Suppose that $\bar{S}_{t} \equiv\left(S_{t}^{0}, \ldots, S_{t}^{d}\right)^{T}$ denotes the vector of prices of $d+1$ assets at times $t=0,1, \ldots$, and that $\bar{\theta}_{t} \equiv\left(\theta_{t}^{0}, \ldots, \theta_{t}^{d}\right)^{T}$ denotes the vector of the numbers of the $d+1$ different assets held by an investor from time $t-1$ to time $t$. Assuming that asset 0 is a bank account paying zero interest, that is, $S_{t}^{0}=1$ for all $t \geqslant 0$, explain what is meant by the statement that the portfolio process $\left(\bar{\theta}_{t}\right)_{t \geqslant 0}$ is self-financing.
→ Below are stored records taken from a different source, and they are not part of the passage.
//! Synthesis endpoint: JSON requests in, JSON events and raw PCM
//! frames out.

use crate::context::EngineContext;
use axum::extract::ws::{Message, WebSocket, WebSocketUpgrade};
use axum::extract::State;
use axum::response::IntoResponse;
use futures::{SinkExt, StreamExt};
use std::sync::Arc;
use tokio::sync::mpsc;
use tokio::task::JoinHandle;
use tracing::{debug, error, info, warn};
use voxbridge_core::{TtsEvent, TtsRequest};
use voxbridge_tts::{
    fallback_voice, filter_by_locale, process_text, resolve_voice, SynthesisPipeline, TtsFrame,
};

pub async fn ws_handler(
    State(ctx): State<Arc<EngineContext>>,
    upgrade: WebSocketUpgrade,
) -> impl IntoResponse {
    upgrade.on_upgrade(move |socket| handle_socket(ctx, socket))
}

async fn handle_socket(ctx: Arc<EngineContext>, socket: WebSocket) {
    info!("synthesis client connected");
    let (mut sender, mut receiver) = socket.split();
    let (frame_tx, mut frame_rx) = mpsc::channel::<TtsFrame>(64);

    tokio::spawn(async move {
        while let Some(frame) = frame_rx.recv().await {
            let message = match frame {
                TtsFrame::Audio(pcm) => Message::Binary(pcm),
                TtsFrame::Event(event) => match serde_json::to_string(&event) {
                    Ok(payload) => Message::Text(payload),
                    Err(e) => {
                        error!(error = %e, "failed to serialize event");
                        continue;
                    }
                },
            };
            if sender.send(message).await.is_err() {
                break;
            }
        }
    });

    let pipeline = Arc::new(SynthesisPipeline::new(
        Arc::clone(&ctx.synthesizer),
        Arc::clone(&ctx.transcoder),
        ctx.config.tts.buffer_threshold,
    ));
    let mut current_voice = ctx.config.tts.default_voice.clone();
    let mut synth_tasks: Vec<JoinHandle<()>> = Vec::new();

    while let Some(Ok(message)) = receiver.next().await {
        match message {
            Message::Text(text) => match serde_json::from_str::<TtsRequest>(&text) {
                Ok(request) => {
                    handle_request(
                        &ctx,
                        &pipeline,
                        &mut current_voice,
                        &mut synth_tasks,
                        request,
                        &frame_tx,
                    )
                    .await;
                }
                Err(e) => {
                    warn!(error = %e, payload = %text, "malformed synthesis request");
                    let _ = frame_tx
                        .send(TtsFrame::Event(TtsEvent::Error {
                            message: format!("invalid request: {e}"),
                        }))
                        .await;
                }
            },
            Message::Binary(_) => {
                warn!("unexpected binary frame on synthesis endpoint, dropped");
            }
            Message::Close(_) => {
                debug!("synthesis client sent close");
                break;
            }
            Message::Ping(_) | Message::Pong(_) => {}
        }
    }

    drop(frame_tx);
    // in-flight synthesis tasks finish on their own; their frames go
    // nowhere once the send task exits
    synth_tasks.retain(|t| !t.is_finished());
    if !synth_tasks.is_empty() {
        debug!(
            in_flight = synth_tasks.len(),
            "leaving synthesis tasks to finish"
        );
    }
    info!("synthesis client disconnected");
}

async fn handle_request(
    ctx: &Arc<EngineContext>,
    pipeline: &Arc<SynthesisPipeline>,
    current_voice: &mut String,
    synth_tasks: &mut Vec<JoinHandle<()>>,
    request: TtsRequest,
    frame_tx: &mpsc::Sender<TtsFrame>,
) {
    match request {
        TtsRequest::Synthesize { text, voice } => {
            let (cleaned, emotion) = process_text(&text);
            let requested = voice.unwrap_or_else(|| current_voice.clone());
            let resolved = match ctx.synthesizer.voices().await {
                Ok(catalog) => resolve_voice(&requested, &catalog),
                Err(e) => {
                    warn!(error = %e, "voice catalog unavailable, using requested voice");
                    requested
                }
            };

            // Each request runs as its own task; replies for two quick
            // requests may interleave at the client.
            let pipeline = Arc::clone(pipeline);
            let frame_tx = frame_tx.clone();
            let task = tokio::spawn(async move {
                pipeline.run(&cleaned, &resolved, emotion, &frame_tx).await;
            });
            synth_tasks.retain(|t| !t.is_finished());
            synth_tasks.push(task);
        }
        TtsRequest::ListVoices => {
            let prefix = &ctx.config.tts.locale_prefix;
            let voices = match ctx.synthesizer.voices().await {
                Ok(catalog) => {
                    let filtered: Vec<_> = filter_by_locale(&catalog, prefix)
                        .into_iter()
                        .cloned()
                        .collect();
                    if filtered.is_empty() {
                        vec![fallback_voice(&ctx.config.tts.default_voice)]
                    } else {
                        filtered
                    }
                }
                Err(e) => {
                    warn!(error = %e, "failed to fetch voice catalog");
                    vec![fallback_voice(&ctx.config.tts.default_voice)]
                }
            };
            let _ = frame_tx
                .send(TtsFrame::Event(TtsEvent::VoicesList { voices }))
                .await;
        }
        TtsRequest::SetVoice { voice } => {
            info!(voice, "voice switched");
            *current_voice = voice.clone();
            let _ = frame_tx
                .send(TtsFrame::Event(TtsEvent::VoiceSet { voice }))
                .await;
        }
    }
}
If the portfolio process is self-financing, prove that for any $t>0$

$$\bar{\theta}_{t} \cdot \bar{S}_{t}-\bar{\theta}_{0} \cdot \bar{S}_{0}=\sum_{j=1}^{t} \theta_{j} \cdot \Delta S_{j}$$

where $S_{j} \equiv\left(S_{j}^{1}, \ldots, S_{j}^{d}\right)^{T}, \Delta S_{j}=S_{j}-S_{j-1}$, and $\theta_{j} \equiv\left(\theta_{j}^{1}, \ldots, \theta_{j}^{d}\right)^{T}$.

Suppose now that the $\Delta S_{t}$ are independent with common $N(0, V)$ distribution. Let

$$F(z)=\inf E\left[\sum_{t \geqslant 1}(1-\beta) \beta^{t}\left\{\left(\bar{\theta}_{t} \cdot \bar{S}_{t}-\bar{\theta}_{0} \cdot \bar{S}_{0}\right)^{2}+\sum_{j=1}^{t}\left|\Delta \theta_{j}\right|^{2}\right\} \mid \theta_{0}=z\right]$$

where $\beta \in(0,1)$ and the infimum is taken over all self-financing portfolio processes $\left(\bar{\theta}_{t}\right)_{t \geqslant 0}$ with $\theta_{0}^{0}=0$. Explain why $F$ should satisfy the equation

$$F(z)=\beta \inf _{y}\left[y \cdot V y+|y-z|^{2}+F(y)\right]$$

If $Q$ is a positive-definite symmetric matrix satisfying the equation

$$Q=\beta(V+I+Q)^{-1}(V+Q)$$

show that $(*)$ has a solution of the form $F(z)=z \cdot Q z$.